• _Task inputs_:
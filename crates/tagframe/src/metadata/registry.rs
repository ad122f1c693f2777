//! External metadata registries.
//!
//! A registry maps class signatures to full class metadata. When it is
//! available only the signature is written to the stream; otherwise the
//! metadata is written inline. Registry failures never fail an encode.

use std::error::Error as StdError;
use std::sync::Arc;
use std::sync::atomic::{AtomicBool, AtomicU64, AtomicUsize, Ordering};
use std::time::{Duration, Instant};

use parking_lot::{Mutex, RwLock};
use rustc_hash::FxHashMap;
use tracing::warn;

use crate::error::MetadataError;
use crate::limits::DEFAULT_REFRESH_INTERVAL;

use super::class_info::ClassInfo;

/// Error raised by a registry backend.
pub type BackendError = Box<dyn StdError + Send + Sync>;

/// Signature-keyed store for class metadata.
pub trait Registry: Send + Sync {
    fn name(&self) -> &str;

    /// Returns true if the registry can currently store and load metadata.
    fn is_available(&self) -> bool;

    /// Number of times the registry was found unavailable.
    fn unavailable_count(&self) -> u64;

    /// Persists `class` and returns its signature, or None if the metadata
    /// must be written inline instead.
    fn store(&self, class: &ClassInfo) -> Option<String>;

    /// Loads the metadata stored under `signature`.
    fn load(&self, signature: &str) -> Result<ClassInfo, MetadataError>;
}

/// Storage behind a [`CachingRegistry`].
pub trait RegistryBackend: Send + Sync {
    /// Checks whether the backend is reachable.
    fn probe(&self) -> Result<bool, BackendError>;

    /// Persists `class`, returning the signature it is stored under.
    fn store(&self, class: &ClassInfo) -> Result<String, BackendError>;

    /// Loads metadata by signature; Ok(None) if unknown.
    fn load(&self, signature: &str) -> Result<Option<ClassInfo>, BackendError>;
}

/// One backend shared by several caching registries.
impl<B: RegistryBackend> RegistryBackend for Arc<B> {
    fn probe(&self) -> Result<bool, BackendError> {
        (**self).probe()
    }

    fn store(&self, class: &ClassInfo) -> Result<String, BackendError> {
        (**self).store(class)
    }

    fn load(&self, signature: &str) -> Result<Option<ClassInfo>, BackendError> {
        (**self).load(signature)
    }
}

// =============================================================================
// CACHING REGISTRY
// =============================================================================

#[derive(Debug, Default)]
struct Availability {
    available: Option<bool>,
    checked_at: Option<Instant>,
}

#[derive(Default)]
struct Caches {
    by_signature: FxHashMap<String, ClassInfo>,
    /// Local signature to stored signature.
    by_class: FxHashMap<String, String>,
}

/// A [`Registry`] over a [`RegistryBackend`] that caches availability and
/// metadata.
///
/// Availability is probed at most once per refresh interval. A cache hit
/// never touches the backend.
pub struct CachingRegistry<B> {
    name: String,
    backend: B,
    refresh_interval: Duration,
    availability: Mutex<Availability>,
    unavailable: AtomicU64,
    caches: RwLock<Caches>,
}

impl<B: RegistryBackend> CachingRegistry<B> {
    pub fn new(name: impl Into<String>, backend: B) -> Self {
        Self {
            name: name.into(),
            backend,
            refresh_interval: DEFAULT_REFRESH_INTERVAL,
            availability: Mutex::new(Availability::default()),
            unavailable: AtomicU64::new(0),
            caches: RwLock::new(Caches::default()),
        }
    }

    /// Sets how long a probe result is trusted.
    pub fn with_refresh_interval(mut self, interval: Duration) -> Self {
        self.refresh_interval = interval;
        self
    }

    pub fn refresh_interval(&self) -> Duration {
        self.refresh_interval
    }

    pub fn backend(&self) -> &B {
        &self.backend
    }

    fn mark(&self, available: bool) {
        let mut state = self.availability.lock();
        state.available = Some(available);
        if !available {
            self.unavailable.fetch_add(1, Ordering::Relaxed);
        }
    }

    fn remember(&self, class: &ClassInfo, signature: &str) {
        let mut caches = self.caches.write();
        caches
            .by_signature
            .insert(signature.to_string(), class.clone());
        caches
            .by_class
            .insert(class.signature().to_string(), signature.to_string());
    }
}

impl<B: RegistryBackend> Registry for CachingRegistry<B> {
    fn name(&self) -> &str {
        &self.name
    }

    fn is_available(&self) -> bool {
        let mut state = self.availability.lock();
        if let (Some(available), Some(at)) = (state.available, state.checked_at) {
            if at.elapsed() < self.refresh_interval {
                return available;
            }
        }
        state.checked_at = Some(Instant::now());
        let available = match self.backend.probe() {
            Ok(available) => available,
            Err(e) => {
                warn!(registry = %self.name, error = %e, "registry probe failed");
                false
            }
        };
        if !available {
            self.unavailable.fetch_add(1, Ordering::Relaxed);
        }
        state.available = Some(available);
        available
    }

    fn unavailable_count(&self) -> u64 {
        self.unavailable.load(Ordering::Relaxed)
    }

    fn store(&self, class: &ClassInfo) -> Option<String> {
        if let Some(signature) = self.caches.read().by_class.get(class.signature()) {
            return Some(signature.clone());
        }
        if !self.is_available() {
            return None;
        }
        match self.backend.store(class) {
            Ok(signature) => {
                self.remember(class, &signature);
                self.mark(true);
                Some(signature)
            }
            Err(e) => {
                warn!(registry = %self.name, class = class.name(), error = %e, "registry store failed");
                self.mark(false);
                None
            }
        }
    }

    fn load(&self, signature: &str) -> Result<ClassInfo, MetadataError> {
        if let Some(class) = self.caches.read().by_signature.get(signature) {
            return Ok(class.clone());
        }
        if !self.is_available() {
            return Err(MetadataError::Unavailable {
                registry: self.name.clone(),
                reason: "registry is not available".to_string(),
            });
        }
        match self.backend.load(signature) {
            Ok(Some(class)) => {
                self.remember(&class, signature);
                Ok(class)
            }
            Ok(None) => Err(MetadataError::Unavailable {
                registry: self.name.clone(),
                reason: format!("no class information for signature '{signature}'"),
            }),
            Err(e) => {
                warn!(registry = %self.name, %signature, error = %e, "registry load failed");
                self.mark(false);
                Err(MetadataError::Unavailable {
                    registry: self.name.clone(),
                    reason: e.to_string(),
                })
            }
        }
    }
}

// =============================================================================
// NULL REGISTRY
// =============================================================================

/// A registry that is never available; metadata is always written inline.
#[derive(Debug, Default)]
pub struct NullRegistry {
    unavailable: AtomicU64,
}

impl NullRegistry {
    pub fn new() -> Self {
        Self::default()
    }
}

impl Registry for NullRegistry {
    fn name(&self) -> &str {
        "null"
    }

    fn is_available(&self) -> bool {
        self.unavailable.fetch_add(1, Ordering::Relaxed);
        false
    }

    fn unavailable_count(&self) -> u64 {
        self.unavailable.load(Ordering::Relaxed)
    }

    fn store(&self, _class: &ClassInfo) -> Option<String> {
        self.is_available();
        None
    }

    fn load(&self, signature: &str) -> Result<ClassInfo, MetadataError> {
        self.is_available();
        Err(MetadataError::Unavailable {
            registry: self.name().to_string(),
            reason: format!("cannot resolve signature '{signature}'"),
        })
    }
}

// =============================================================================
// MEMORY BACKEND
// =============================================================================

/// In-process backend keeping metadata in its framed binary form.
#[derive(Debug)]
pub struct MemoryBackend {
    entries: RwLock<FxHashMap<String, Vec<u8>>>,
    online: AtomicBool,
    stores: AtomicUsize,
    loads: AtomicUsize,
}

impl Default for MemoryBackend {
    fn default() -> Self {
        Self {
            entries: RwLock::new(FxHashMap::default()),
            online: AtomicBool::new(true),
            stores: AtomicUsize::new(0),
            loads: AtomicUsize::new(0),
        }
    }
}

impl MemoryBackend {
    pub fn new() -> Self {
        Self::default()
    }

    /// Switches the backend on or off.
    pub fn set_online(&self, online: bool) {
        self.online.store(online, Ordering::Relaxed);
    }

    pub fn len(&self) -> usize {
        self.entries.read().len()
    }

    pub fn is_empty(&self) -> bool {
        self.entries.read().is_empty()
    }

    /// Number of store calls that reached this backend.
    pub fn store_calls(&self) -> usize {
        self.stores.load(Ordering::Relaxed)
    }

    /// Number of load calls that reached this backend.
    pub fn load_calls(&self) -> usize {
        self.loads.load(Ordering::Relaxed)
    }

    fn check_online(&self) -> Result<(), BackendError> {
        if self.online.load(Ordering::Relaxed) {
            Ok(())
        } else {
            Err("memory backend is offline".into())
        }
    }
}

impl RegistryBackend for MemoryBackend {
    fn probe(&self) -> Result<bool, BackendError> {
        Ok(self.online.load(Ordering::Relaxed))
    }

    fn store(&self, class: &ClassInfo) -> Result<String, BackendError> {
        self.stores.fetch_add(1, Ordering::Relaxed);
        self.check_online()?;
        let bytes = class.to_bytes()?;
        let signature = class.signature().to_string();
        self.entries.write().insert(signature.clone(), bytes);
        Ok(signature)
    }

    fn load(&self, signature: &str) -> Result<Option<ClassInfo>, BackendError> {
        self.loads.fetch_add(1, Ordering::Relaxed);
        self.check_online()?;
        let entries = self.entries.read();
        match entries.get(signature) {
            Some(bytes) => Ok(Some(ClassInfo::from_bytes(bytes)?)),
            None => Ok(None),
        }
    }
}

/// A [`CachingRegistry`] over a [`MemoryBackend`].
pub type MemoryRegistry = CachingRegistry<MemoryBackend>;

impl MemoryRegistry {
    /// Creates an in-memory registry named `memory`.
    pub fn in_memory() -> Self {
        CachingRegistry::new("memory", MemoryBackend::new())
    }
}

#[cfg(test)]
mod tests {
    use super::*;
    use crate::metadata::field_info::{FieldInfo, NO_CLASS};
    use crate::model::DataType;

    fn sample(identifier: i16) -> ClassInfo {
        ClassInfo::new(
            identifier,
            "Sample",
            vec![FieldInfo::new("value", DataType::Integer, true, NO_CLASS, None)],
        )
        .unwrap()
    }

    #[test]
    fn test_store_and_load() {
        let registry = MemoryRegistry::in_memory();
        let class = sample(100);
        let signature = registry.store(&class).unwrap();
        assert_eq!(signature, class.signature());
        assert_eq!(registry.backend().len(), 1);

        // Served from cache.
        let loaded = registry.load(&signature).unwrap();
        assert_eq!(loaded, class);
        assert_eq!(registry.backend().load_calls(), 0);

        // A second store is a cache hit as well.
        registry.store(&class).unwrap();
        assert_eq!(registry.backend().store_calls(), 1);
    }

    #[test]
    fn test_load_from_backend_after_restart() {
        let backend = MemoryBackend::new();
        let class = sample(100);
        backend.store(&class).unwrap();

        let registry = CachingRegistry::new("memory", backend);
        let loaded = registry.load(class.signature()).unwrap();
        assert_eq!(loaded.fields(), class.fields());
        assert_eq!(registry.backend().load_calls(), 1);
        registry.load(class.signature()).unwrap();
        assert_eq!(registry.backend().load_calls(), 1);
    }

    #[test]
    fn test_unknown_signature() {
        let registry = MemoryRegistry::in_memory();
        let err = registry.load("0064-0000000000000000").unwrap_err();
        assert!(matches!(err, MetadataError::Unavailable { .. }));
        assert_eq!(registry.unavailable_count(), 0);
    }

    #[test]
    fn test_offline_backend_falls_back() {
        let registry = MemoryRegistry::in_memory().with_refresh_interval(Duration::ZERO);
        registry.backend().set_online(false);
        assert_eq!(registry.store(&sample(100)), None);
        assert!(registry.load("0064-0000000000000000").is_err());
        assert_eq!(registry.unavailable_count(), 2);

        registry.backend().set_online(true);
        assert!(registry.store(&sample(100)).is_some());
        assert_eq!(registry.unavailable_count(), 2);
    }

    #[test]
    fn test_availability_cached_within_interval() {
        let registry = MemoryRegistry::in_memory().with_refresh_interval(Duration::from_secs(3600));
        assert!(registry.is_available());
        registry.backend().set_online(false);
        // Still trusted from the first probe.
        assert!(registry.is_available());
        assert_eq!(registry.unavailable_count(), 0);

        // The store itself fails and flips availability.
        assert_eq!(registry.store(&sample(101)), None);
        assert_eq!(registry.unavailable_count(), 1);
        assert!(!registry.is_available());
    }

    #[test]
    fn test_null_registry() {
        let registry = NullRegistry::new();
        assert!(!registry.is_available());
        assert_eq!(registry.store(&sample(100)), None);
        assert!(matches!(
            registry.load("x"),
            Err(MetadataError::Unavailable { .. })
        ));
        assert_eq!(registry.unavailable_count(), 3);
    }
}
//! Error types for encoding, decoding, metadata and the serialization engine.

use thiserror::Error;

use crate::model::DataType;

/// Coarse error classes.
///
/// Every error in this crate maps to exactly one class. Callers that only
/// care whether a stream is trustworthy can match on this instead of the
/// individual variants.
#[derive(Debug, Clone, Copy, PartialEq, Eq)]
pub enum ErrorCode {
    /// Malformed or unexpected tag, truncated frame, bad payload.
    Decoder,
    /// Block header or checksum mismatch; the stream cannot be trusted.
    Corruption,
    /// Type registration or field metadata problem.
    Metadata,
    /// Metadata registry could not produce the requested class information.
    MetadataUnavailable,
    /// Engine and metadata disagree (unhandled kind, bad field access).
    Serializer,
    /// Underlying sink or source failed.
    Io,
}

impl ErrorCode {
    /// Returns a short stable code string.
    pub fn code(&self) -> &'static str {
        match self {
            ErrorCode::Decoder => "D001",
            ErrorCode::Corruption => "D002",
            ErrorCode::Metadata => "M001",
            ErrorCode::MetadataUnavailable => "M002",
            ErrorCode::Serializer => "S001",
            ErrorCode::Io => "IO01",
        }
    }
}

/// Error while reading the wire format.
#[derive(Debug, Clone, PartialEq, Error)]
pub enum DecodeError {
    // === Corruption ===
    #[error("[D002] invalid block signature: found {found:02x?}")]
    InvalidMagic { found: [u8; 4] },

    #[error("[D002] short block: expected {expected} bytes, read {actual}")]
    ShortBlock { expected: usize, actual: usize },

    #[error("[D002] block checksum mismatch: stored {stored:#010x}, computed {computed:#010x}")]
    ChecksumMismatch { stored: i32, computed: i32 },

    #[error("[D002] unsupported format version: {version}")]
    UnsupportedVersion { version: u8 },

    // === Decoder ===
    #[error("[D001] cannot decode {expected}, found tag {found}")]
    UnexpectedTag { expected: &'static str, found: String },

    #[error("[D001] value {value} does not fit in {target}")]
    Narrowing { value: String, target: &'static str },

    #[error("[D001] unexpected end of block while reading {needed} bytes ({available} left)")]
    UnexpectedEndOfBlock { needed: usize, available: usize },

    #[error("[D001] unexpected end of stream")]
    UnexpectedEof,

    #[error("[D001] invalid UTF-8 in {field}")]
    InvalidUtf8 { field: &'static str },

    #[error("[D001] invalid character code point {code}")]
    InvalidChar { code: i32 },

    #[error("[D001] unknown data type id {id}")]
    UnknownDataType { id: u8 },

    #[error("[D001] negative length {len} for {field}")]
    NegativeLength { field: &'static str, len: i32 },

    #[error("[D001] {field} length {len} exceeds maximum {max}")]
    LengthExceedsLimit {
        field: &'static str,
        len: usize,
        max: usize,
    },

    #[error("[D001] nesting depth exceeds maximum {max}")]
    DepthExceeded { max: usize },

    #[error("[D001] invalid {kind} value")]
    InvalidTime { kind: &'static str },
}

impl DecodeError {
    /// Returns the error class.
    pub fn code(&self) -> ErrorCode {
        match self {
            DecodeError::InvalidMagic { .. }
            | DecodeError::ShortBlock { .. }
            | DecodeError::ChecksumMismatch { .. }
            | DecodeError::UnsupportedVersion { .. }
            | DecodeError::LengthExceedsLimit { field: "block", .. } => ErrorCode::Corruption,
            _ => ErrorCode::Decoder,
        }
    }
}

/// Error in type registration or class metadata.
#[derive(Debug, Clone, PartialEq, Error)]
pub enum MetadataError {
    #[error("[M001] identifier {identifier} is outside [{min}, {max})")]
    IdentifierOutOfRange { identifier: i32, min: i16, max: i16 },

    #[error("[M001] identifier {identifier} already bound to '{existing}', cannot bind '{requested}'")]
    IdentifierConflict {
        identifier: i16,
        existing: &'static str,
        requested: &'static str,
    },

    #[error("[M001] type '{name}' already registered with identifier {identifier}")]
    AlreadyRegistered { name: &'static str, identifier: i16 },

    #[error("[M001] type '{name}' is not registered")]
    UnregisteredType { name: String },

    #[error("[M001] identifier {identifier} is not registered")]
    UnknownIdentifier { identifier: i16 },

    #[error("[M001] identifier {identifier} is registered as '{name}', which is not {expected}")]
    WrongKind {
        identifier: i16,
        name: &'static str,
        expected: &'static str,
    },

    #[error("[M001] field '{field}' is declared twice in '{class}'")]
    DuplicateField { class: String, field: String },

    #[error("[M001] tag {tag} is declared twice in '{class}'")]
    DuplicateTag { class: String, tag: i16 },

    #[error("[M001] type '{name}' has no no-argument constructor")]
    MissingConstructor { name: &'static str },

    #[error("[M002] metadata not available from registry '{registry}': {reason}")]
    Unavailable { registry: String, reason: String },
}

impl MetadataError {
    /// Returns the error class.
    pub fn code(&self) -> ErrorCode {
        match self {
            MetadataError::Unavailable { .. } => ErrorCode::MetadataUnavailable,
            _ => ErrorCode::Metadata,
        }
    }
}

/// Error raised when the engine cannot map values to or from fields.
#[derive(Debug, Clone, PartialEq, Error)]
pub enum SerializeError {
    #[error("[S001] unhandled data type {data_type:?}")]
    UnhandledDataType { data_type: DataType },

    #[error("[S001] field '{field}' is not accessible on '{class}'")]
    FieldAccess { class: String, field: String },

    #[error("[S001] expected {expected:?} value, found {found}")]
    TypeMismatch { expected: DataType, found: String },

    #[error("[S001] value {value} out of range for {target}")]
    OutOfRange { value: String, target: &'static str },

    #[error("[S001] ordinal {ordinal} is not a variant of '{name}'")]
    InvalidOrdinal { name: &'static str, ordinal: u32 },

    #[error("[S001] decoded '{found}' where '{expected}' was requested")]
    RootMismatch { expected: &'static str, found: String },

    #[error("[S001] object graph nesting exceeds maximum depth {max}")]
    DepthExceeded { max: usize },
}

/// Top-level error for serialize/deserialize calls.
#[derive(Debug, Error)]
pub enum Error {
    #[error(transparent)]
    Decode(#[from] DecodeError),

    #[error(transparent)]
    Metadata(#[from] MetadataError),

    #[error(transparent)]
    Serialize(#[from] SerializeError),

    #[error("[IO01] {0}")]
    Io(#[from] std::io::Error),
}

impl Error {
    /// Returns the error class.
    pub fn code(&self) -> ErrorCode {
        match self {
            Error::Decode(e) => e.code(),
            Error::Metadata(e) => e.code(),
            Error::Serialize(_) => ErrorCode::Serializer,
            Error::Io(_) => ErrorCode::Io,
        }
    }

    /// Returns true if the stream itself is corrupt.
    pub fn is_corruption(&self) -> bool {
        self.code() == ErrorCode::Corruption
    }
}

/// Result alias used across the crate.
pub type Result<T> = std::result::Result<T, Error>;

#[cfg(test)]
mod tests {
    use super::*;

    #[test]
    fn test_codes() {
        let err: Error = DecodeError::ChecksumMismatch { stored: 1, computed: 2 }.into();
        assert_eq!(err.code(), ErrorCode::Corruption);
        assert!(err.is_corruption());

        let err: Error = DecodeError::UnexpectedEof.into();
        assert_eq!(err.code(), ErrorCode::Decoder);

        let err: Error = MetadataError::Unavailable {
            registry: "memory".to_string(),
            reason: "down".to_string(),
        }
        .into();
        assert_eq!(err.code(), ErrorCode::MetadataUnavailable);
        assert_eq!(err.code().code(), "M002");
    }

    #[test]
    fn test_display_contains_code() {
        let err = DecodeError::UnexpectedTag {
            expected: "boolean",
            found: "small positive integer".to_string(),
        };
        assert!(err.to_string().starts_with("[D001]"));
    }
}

• _Task requirements_: Using the records above, filter out every line that lacks the string "Duration" and copy the rest.

• _Exercise solution_:
use std::time::{Duration, Instant};
    refresh_interval: Duration,
    pub fn with_refresh_interval(mut self, interval: Duration) -> Self {
    pub fn refresh_interval(&self) -> Duration {
        let registry = MemoryRegistry::in_memory().with_refresh_interval(Duration::ZERO);
        let registry = MemoryRegistry::in_memory().with_refresh_interval(Duration::from_secs(3600));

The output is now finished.